**DESCRIPTION OF THE TASK:** Exactness is required. Restate every entry as written.

================

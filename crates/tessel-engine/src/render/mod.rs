//! GPU rendering subsystem.
//!
//! Geometry arrives already in clip space (`tessel_geom::Mesh`); the vertex
//! shader passes positions through unchanged.

mod ctx;
mod shape;

pub use ctx::{RenderCtx, RenderTarget};
pub use shape::{topology_for, ShapeRenderer, POSITION_LOCATION};
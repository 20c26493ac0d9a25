//! tessel engine crate.
//!
//! Owns the platform + GPU bootstrap that turns a [`tessel_geom::Mesh`] into
//! pixels: window, device, one pipeline, one vertex buffer, one draw call.

pub mod device;
pub mod window;
pub mod core;

pub mod logging;
pub mod render;
pub mod paint;
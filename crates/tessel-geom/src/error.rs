use std::fmt;

/// Error produced while generating or indexing shape geometry.
#[derive(Debug, Clone, PartialEq)]
pub enum GeometryError {
    /// A generation parameter is outside its valid domain.
    ///
    /// Values are rejected, never clamped.
    InvalidParameter {
        name: &'static str,
        reason: String,
    },

    /// A shape name has no registered generator or constant.
    UnknownShapeKind(String),

    /// The vertex count does not fit the 16-bit index range.
    TooManyVertices { count: usize, max: usize },
}

impl GeometryError {
    pub(crate) fn invalid(name: &'static str, reason: impl Into<String>) -> Self {
        Self::InvalidParameter { name, reason: reason.into() }
    }
}

impl fmt::Display for GeometryError {
    fn fmt(&self, f: &mut fmt::Formatter<'_>) -> fmt::Result {
        match self {
            Self::InvalidParameter { name, reason } => {
                write!(f, "invalid parameter `{name}`: {reason}")
            }
            Self::UnknownShapeKind(name) => write!(f, "unknown shape kind `{name}`"),
            Self::TooManyVertices { count, max } => {
                write!(f, "{count} vertices exceed the index limit of {max}")
            }
        }
    }
}

impl std::error::Error for GeometryError {}

#[cfg(test)]
mod tests {
    use super::*;

    #[test]
    fn display_names_the_parameter() {
        let err = GeometryError::invalid("radius", "must be positive, got 0");
        assert_eq!(err.to_string(), "invalid parameter `radius`: must be positive, got 0");
    }

    #[test]
    fn display_unknown_kind() {
        let err = GeometryError::UnknownShapeKind("hexagon".into());
        assert_eq!(err.to_string(), "unknown shape kind `hexagon`");
    }
}
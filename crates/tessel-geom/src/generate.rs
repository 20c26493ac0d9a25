use std::f64::consts::TAU;

use crate::params::validate;
use crate::{GeometryError, Point2};

/// Apex up, base along `y = -0.5`.
pub const TRIANGLE: [Point2; 3] = [
    Point2::new(0.0, 0.5),
    Point2::new(-0.5, -0.5),
    Point2::new(0.5, -0.5),
];

/// Two counter-clockwise triangles covering the square of half-extent 0.5.
pub const RECTANGLE: [Point2; 6] = [
    Point2::new(-0.5, -0.5),
    Point2::new(0.5, -0.5),
    Point2::new(0.5, 0.5),
    Point2::new(-0.5, -0.5),
    Point2::new(0.5, 0.5),
    Point2::new(-0.5, 0.5),
];

/// Horizontal segment of length 1 centered at the origin.
pub const LINE: [Point2; 2] = [Point2::new(-0.5, 0.0), Point2::new(0.5, 0.0)];

/// Generates a triangle-fan circle.
///
/// Layout: the center, then `segments + 1` circumference samples at
/// `θ_i = i · 2π / segments` for `i in 0..=segments`. The last sample closes
/// the seam and is bit-identical to the first. Total: `segments + 2` points.
pub fn generate_circle(
    center: Point2,
    radius: f32,
    segments: u32,
) -> Result<Vec<Point2>, GeometryError> {
    validate(center, radius, segments)?;

    let mut out = Vec::with_capacity(segments as usize + 2);
    out.push(center);
    out.extend((0..segments).map(|i| ring_point(center, radius, i, segments)));

    // θ = 2π lands on θ = 0; reuse the sample so the fan seam has no crack.
    let first = out[1];
    out.push(first);

    Ok(out)
}

/// Generates the `sides` vertices of a regular polygon, intended for
/// line-loop rendering: no center point, no closing duplicate.
pub fn generate_polygon(
    center: Point2,
    radius: f32,
    sides: u32,
) -> Result<Vec<Point2>, GeometryError> {
    validate(center, radius, sides)?;

    Ok((0..sides)
        .map(|i| ring_point(center, radius, i, sides))
        .collect())
}

/// Sample `i` of `n` evenly spaced points on the circle.
///
/// Evaluated in `f64` and rounded once, so the error stays within one `f32`
/// rounding of the exact position regardless of `n`.
#[inline]
fn ring_point(center: Point2, radius: f32, i: u32, n: u32) -> Point2 {
    let theta = f64::from(i) * (TAU / f64::from(n));
    let r = f64::from(radius);
    Point2::new(
        (f64::from(center.x) + r * theta.cos()) as f32,
        (f64::from(center.y) + r * theta.sin()) as f32,
    )
}

#[cfg(test)]
mod tests {
    use super::*;

    const EPS: f32 = 1e-6;

    fn approx(a: Point2, b: (f32, f32)) -> bool {
        (a.x - b.0).abs() < EPS && (a.y - b.1).abs() < EPS
    }

    #[test]
    fn square_polygon_hits_the_axes() {
        let pts = generate_polygon(Point2::ORIGIN, 1.0, 4).unwrap();
        let expected = [(1.0, 0.0), (0.0, 1.0), (-1.0, 0.0), (0.0, -1.0)];
        assert_eq!(pts.len(), 4);
        for (p, e) in pts.iter().zip(expected) {
            assert!(approx(*p, e), "{p:?} != {e:?}");
        }
    }

    #[test]
    fn four_segment_circle() {
        let pts = generate_circle(Point2::ORIGIN, 1.0, 4).unwrap();
        let expected = [
            (0.0, 0.0),
            (1.0, 0.0),
            (0.0, 1.0),
            (-1.0, 0.0),
            (0.0, -1.0),
            (1.0, 0.0),
        ];
        assert_eq!(pts.len(), 6);
        for (p, e) in pts.iter().zip(expected) {
            assert!(approx(*p, e), "{p:?} != {e:?}");
        }
    }

    #[test]
    fn circle_seam_is_exact() {
        let pts = generate_circle(Point2::new(0.25, -0.1), 0.3, 17).unwrap();
        assert_eq!(pts[1], pts[18]);
    }

    #[test]
    fn offset_center_is_first() {
        let c = Point2::new(0.2, 0.3);
        let pts = generate_circle(c, 0.1, 3).unwrap();
        assert_eq!(pts[0], c);
        assert_eq!(pts.len(), 5);
    }

    #[test]
    fn triangle_constant() {
        assert_eq!(TRIANGLE.len(), 3);
        assert_eq!(TRIANGLE[0], Point2::new(0.0, 0.5));
    }

    #[test]
    fn rectangle_is_two_ccw_triangles_covering_unit_square() {
        fn signed_area(t: &[Point2]) -> f32 {
            0.5 * ((t[1].x - t[0].x) * (t[2].y - t[0].y) - (t[2].x - t[0].x) * (t[1].y - t[0].y))
        }

        assert_eq!(RECTANGLE.len(), 6);
        let (a, b) = RECTANGLE.split_at(3);
        assert!(signed_area(a) > 0.0);
        assert!(signed_area(b) > 0.0);
        assert!((signed_area(a) + signed_area(b) - 1.0).abs() < EPS);
    }

    #[test]
    fn line_has_unit_length() {
        assert_eq!(LINE[0].distance(LINE[1]), 1.0);
        assert_eq!(LINE[0].y, LINE[1].y);
    }

    #[test]
    fn rejects_degenerate_inputs() {
        assert!(generate_circle(Point2::ORIGIN, 1.0, 2).is_err());
        assert!(generate_circle(Point2::ORIGIN, 0.0, 8).is_err());
        assert!(generate_polygon(Point2::ORIGIN, 1.0, 2).is_err());
        assert!(generate_polygon(Point2::ORIGIN, 0.0, 8).is_err());
    }
}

================

**REPLY TO THE EXERCISE:**
filename crates/tessel-engine/src/render/mod.rs
//! GPU rendering subsystem.
//!
//! Geometry arrives already in clip space (`tessel_geom::Mesh`); the vertex
//! shader passes positions through unchanged.

mod ctx;
mod shape;

pub use ctx::{RenderCtx, RenderTarget};
pub use shape::{topology_for, ShapeRenderer, POSITION_LOCATION};
repository 20c26493ac0d9a25
//! tessel engine crate.
//!
//! Owns the platform + GPU bootstrap that turns a [`tessel_geom::Mesh`] into
//! pixels: window, device, one pipeline, one vertex buffer, one draw call.

pub mod device;
pub mod window;
pub mod core;

pub mod logging;
pub mod render;
pub mod paint;
filename crates/tessel-geom/src/error.rs
use std::fmt;

/// Error produced while generating or indexing shape geometry.
#[derive(Debug, Clone, PartialEq)]
pub enum GeometryError {
    /// A generation parameter is outside its valid domain.
    ///
    /// Values are rejected, never clamped.
    InvalidParameter {
        name: &'static str,
        reason: String,
    },

    /// A shape name has no registered generator or constant.
    UnknownShapeKind(String),

    /// The vertex count does not fit the 16-bit index range.
    TooManyVertices { count: usize, max: usize },
}

impl GeometryError {
    pub(crate) fn invalid(name: &'static str, reason: impl Into<String>) -> Self {
        Self::InvalidParameter { name, reason: reason.into() }
    }
}

impl fmt::Display for GeometryError {
    fn fmt(&self, f: &mut fmt::Formatter<'_>) -> fmt::Result {
        match self {
            Self::InvalidParameter { name, reason } => {
                write!(f, "invalid parameter `{name}`: {reason}")
            }
            Self::UnknownShapeKind(name) => write!(f, "unknown shape kind `{name}`"),
            Self::TooManyVertices { count, max } => {
                write!(f, "{count} vertices exceed the index limit of {max}")
            }
        }
    }
}

impl std::error::Error for GeometryError {}

#[cfg(test)]
mod tests {
    use super::*;

    #[test]
    fn display_names_the_parameter() {
        let err = GeometryError::invalid("radius", "must be positive, got 0");
        assert_eq!(err.to_string(), "invalid parameter `radius`: must be positive, got 0");
    }

    #[test]
    fn display_unknown_kind() {
        let err = GeometryError::UnknownShapeKind("hexagon".into());
        assert_eq!(err.to_string(), "unknown shape kind `hexagon`");
    }
}
filename crates/tessel-geom/src/generate.rs
repository 20c26493ac0d9a25
use std::f64::consts::TAU;

use crate::params::validate;
use crate::{GeometryError, Point2};

/// Apex up, base along `y = -0.5`.
pub const TRIANGLE: [Point2; 3] = [
    Point2::new(0.0, 0.5),
    Point2::new(-0.5, -0.5),
    Point2::new(0.5, -0.5),
];

/// Two counter-clockwise triangles covering the square of half-extent 0.5.
pub const RECTANGLE: [Point2; 6] = [
    Point2::new(-0.5, -0.5),
    Point2::new(0.5, -0.5),
    Point2::new(0.5, 0.5),
    Point2::new(-0.5, -0.5),
    Point2::new(0.5, 0.5),
    Point2::new(-0.5, 0.5),
];

/// Horizontal segment of length 1 centered at the origin.
pub const LINE: [Point2; 2] = [Point2::new(-0.5, 0.0), Point2::new(0.5, 0.0)];

/// Generates a triangle-fan circle.
///
/// Layout: the center, then `segments + 1` circumference samples at
/// `θ_i = i · 2π / segments` for `i in 0..=segments`. The last sample closes
/// the seam and is bit-identical to the first. Total: `segments + 2` points.
pub fn generate_circle(
    center: Point2,
    radius: f32,
    segments: u32,
) -> Result<Vec<Point2>, GeometryError> {
    validate(center, radius, segments)?;

    let mut out = Vec::with_capacity(segments as usize + 2);
    out.push(center);
    out.extend((0..segments).map(|i| ring_point(center, radius, i, segments)));

    // θ = 2π lands on θ = 0; reuse the sample so the fan seam has no crack.
    let first = out[1];
    out.push(first);

    Ok(out)
}

/// Generates the `sides` vertices of a regular polygon, intended for
/// line-loop rendering: no center point, no closing duplicate.
pub fn generate_polygon(
    center: Point2,
    radius: f32,
    sides: u32,
) -> Result<Vec<Point2>, GeometryError> {
    validate(center, radius, sides)?;

    Ok((0..sides)
        .map(|i| ring_point(center, radius, i, sides))
        .collect())
}

/// Sample `i` of `n` evenly spaced points on the circle.
///
/// Evaluated in `f64` and rounded once, so the error stays within one `f32`
/// rounding of the exact position regardless of `n`.
#[inline]
fn ring_point(center: Point2, radius: f32, i: u32, n: u32) -> Point2 {
    let theta = f64::from(i) * (TAU / f64::from(n));
    let r = f64::from(radius);
    Point2::new(
        (f64::from(center.x) + r * theta.cos()) as f32,
        (f64::from(center.y) + r * theta.sin()) as f32,
    )
}

#[cfg(test)]
mod tests {
    use super::*;

    const EPS: f32 = 1e-6;

    fn approx(a: Point2, b: (f32, f32)) -> bool {
        (a.x - b.0).abs() < EPS && (a.y - b.1).abs() < EPS
    }

    #[test]
    fn square_polygon_hits_the_axes() {
        let pts = generate_polygon(Point2::ORIGIN, 1.0, 4).unwrap();
        let expected = [(1.0, 0.0), (0.0, 1.0), (-1.0, 0.0), (0.0, -1.0)];
        assert_eq!(pts.len(), 4);
        for (p, e) in pts.iter().zip(expected) {
            assert!(approx(*p, e), "{p:?} != {e:?}");
        }
    }

    #[test]
    fn four_segment_circle() {
        let pts = generate_circle(Point2::ORIGIN, 1.0, 4).unwrap();
        let expected = [
            (0.0, 0.0),
            (1.0, 0.0),
            (0.0, 1.0),
            (-1.0, 0.0),
            (0.0, -1.0),
            (1.0, 0.0),
        ];
        assert_eq!(pts.len(), 6);
        for (p, e) in pts.iter().zip(expected) {
            assert!(approx(*p, e), "{p:?} != {e:?}");
        }
    }

    #[test]
    fn circle_seam_is_exact() {
        let pts = generate_circle(Point2::new(0.25, -0.1), 0.3, 17).unwrap();
        assert_eq!(pts[1], pts[18]);
    }

    #[test]
    fn offset_center_is_first() {
        let c = Point2::new(0.2, 0.3);
        let pts = generate_circle(c, 0.1, 3).unwrap();
        assert_eq!(pts[0], c);
        assert_eq!(pts.len(), 5);
    }

    #[test]
    fn triangle_constant() {
        assert_eq!(TRIANGLE.len(), 3);
        assert_eq!(TRIANGLE[0], Point2::new(0.0, 0.5));
    }

    #[test]
    fn rectangle_is_two_ccw_triangles_covering_unit_square() {
        fn signed_area(t: &[Point2]) -> f32 {
            0.5 * ((t[1].x - t[0].x) * (t[2].y - t[0].y) - (t[2].x - t[0].x) * (t[1].y - t[0].y))
        }

        assert_eq!(RECTANGLE.len(), 6);
        let (a, b) = RECTANGLE.split_at(3);
        assert!(signed_area(a) > 0.0);
        assert!(signed_area(b) > 0.0);
        assert!((signed_area(a) + signed_area(b) - 1.0).abs() < EPS);
    }

    #[test]
    fn line_has_unit_length() {
        assert_eq!(LINE[0].distance(LINE[1]), 1.0);
        assert_eq!(LINE[0].y, LINE[1].y);
    }

    #[test]
    fn rejects_degenerate_inputs() {
        assert!(generate_circle(Point2::ORIGIN, 1.0, 2).is_err());
        assert!(generate_circle(Point2::ORIGIN, 0.0, 8).is_err());
        assert!(generate_polygon(Point2::ORIGIN, 1.0, 2).is_err());
        assert!(generate_polygon(Point2::ORIGIN, 0.0, 8).is_err());
    }
}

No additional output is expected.